#### [What you will do]
All lines before the one containing "pub fn mean_ear(&self)", plus that line itself, are to be printed exactly as they appear below.

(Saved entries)
//! 68-point facial landmark model via ONNX Runtime, used for blink detection.
//!
//! Expects a PFLD-style export: one 1×3×112×112 input scaled to [0, 1] and a
//! flat output of 68 (x, y) pairs normalized to the input crop.

use crate::alignment::{self, SquareCrop};
use crate::liveness::eye_aspect_ratio;
use crate::types::{BoundingBox, GrayImage};
use ndarray::Array4;
use ort::session::Session;
use ort::value::TensorRef;
use std::path::Path;
use thiserror::Error;

const LANDMARK_INPUT_SIZE: usize = 112;
const LANDMARK_COUNT: usize = 68;
/// Extra context around the detector box, as a fraction of its longer side.
const LANDMARK_CROP_MARGIN: f32 = 0.1;

const LEFT_EYE: std::ops::Range<usize> = 36..42;
const RIGHT_EYE: std::ops::Range<usize> = 42..48;

#[derive(Error, Debug)]
pub enum LandmarkError {
    #[error("model file not found: {0}")]
    ModelNotFound(String),
    #[error("inference failed: {0}")]
    InferenceFailed(String),
    #[error("ort: {0}")]
    Ort(#[from] ort::Error),
}

/// Both eye contours of one face, in frame coordinates.
#[derive(Debug, Clone, Copy, PartialEq)]
pub struct EyeLandmarks {
    pub left: [(f32, f32); 6],
    pub right: [(f32, f32); 6],
}

impl EyeLandmarks {
    /// Take the eye contours out of a full 68-point set.
    pub fn from_68(points: &[(f32, f32)]) -> Option<Self> {
        if points.len() < LANDMARK_COUNT {
            return None;
        }
        Some(Self {
            left: std::array::from_fn(|i| points[LEFT_EYE.start + i]),
            right: std::array::from_fn(|i| points[RIGHT_EYE.start + i]),
        })
    }

    /// Mean eye aspect ratio of both eyes.
    pub fn mean_ear(&self) -> f32 {
        (eye_aspect_ratio(&self.left) + eye_aspect_ratio(&self.right)) / 2.0
    }
}

/// Dense landmark model.
pub struct LandmarkModel {
    session: Session,
}

impl LandmarkModel {
    pub fn load(model_path: &Path) -> Result<Self, LandmarkError> {
        if !model_path.exists() {
            return Err(LandmarkError::ModelNotFound(model_path.display().to_string()));
        }

        let session = Session::builder()?
            .with_intra_threads(1)
            .map_err(ort::Error::from)?
            .commit_from_file(model_path)?;

        tracing::info!(path = %model_path.display(), "loaded 68-point landmark model");
        Ok(Self { session })
    }

    /// Locate the eye contours of a detected face.
    pub fn eyes(
        &mut self,
        image: &GrayImage<'_>,
        face: &BoundingBox,
    ) -> Result<EyeLandmarks, LandmarkError> {
        let crop = SquareCrop::around(face, LANDMARK_CROP_MARGIN);
        let patch = alignment::crop_square(image, &crop, LANDMARK_INPUT_SIZE);
        let input = Array4::from_shape_fn(
            (1, 3, LANDMARK_INPUT_SIZE, LANDMARK_INPUT_SIZE),
            |(_, _, y, x)| patch[y * LANDMARK_INPUT_SIZE + x] as f32 / 255.0,
        );

        let outputs = self.session.run(ort::inputs![TensorRef::from_array_view(input.view())?])?;
        let (_, raw) = outputs[0]
            .try_extract_tensor::<f32>()
            .map_err(|e| LandmarkError::InferenceFailed(format!("landmark output: {e}")))?;

        let points = decode_points(raw, &crop).ok_or_else(|| {
            LandmarkError::InferenceFailed(format!(
                "expected {} values, got {}",
                LANDMARK_COUNT * 2,
                raw.len()
            ))
        })?;
        EyeLandmarks::from_68(&points)
            .ok_or_else(|| LandmarkError::InferenceFailed("incomplete landmark set".into()))
    }
}

/// Crop-normalized (x, y) pairs to frame coordinates.
fn decode_points(raw: &[f32], crop: &SquareCrop) -> Option<Vec<(f32, f32)>> {
    if raw.len() < LANDMARK_COUNT * 2 {
        return None;
    }
    Some(
        raw.chunks_exact(2)
            .take(LANDMARK_COUNT)
            .map(|p| crop.to_frame((p[0], p[1])))
            .collect(),
    )
}

#[cfg(test)]
mod tests {
    use super::*;

    #[test]
    fn test_decode_points_maps_to_frame() {
        let crop = SquareCrop { x: 100.0, y: 40.0, side: 200.0 };
        let mut raw = vec![0.0f32; LANDMARK_COUNT * 2];
        raw[36 * 2] = 0.25;
        raw[36 * 2 + 1] = 0.5;
        let points = decode_points(&raw, &crop).unwrap();
        assert_eq!(points.len(), LANDMARK_COUNT);
        assert_eq!(points[36], (150.0, 140.0));
    }

    #[test]
    fn test_decode_points_short_output() {
        let crop = SquareCrop { x: 0.0, y: 0.0, side: 1.0 };
        assert!(decode_points(&[0.0; 10], &crop).is_none());
    }

    #[test]
    fn test_eyes_from_68() {
        let points: Vec<(f32, f32)> = (0..68).map(|i| (i as f32, 0.0)).collect();
        let eyes = EyeLandmarks::from_68(&points).unwrap();
        assert_eq!(eyes.left[0].0, 36.0);
        assert_eq!(eyes.right[5].0, 47.0);
        assert!(EyeLandmarks::from_68(&points[..40]).is_none());
    }

    #[test]
    fn test_mean_ear() {
        let open = [(0.0, 0.0), (10.0, -6.0), (20.0, -6.0), (30.0, 0.0), (20.0, 6.0), (10.0, 6.0)];
        let closed = [(0.0, 0.0), (10.0, 0.0), (20.0, 0.0), (30.0, 0.0), (20.0, 0.0), (10.0, 0.0)];
        let eyes = EyeLandmarks { left: open, right: closed };
        assert!((eyes.mean_ear() - 0.2).abs() < 1e-5);
    }
}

#### [Answer space]
//! 68-point facial landmark model via ONNX Runtime, used for blink detection.
//!
//! Expects a PFLD-style export: one 1×3×112×112 input scaled to [0, 1] and a
//! flat output of 68 (x, y) pairs normalized to the input crop.

use crate::alignment::{self, SquareCrop};
use crate::liveness::eye_aspect_ratio;
use crate::types::{BoundingBox, GrayImage};
use ndarray::Array4;
use ort::session::Session;
use ort::value::TensorRef;
use std::path::Path;
use thiserror::Error;

const LANDMARK_INPUT_SIZE: usize = 112;
const LANDMARK_COUNT: usize = 68;
/// Extra context around the detector box, as a fraction of its longer side.
const LANDMARK_CROP_MARGIN: f32 = 0.1;

const LEFT_EYE: std::ops::Range<usize> = 36..42;
const RIGHT_EYE: std::ops::Range<usize> = 42..48;

#[derive(Error, Debug)]
pub enum LandmarkError {
    #[error("model file not found: {0}")]
    ModelNotFound(String),
    #[error("inference failed: {0}")]
    InferenceFailed(String),
    #[error("ort: {0}")]
    Ort(#[from] ort::Error),
}

/// Both eye contours of one face, in frame coordinates.
#[derive(Debug, Clone, Copy, PartialEq)]
pub struct EyeLandmarks {
    pub left: [(f32, f32); 6],
    pub right: [(f32, f32); 6],
}

impl EyeLandmarks {
    /// Take the eye contours out of a full 68-point set.
    pub fn from_68(points: &[(f32, f32)]) -> Option<Self> {
        if points.len() < LANDMARK_COUNT {
            return None;
        }
        Some(Self {
            left: std::array::from_fn(|i| points[LEFT_EYE.start + i]),
            right: std::array::from_fn(|i| points[RIGHT_EYE.start + i]),
        })
    }

    /// Mean eye aspect ratio of both eyes.
    pub fn mean_ear(&self) -> f32 {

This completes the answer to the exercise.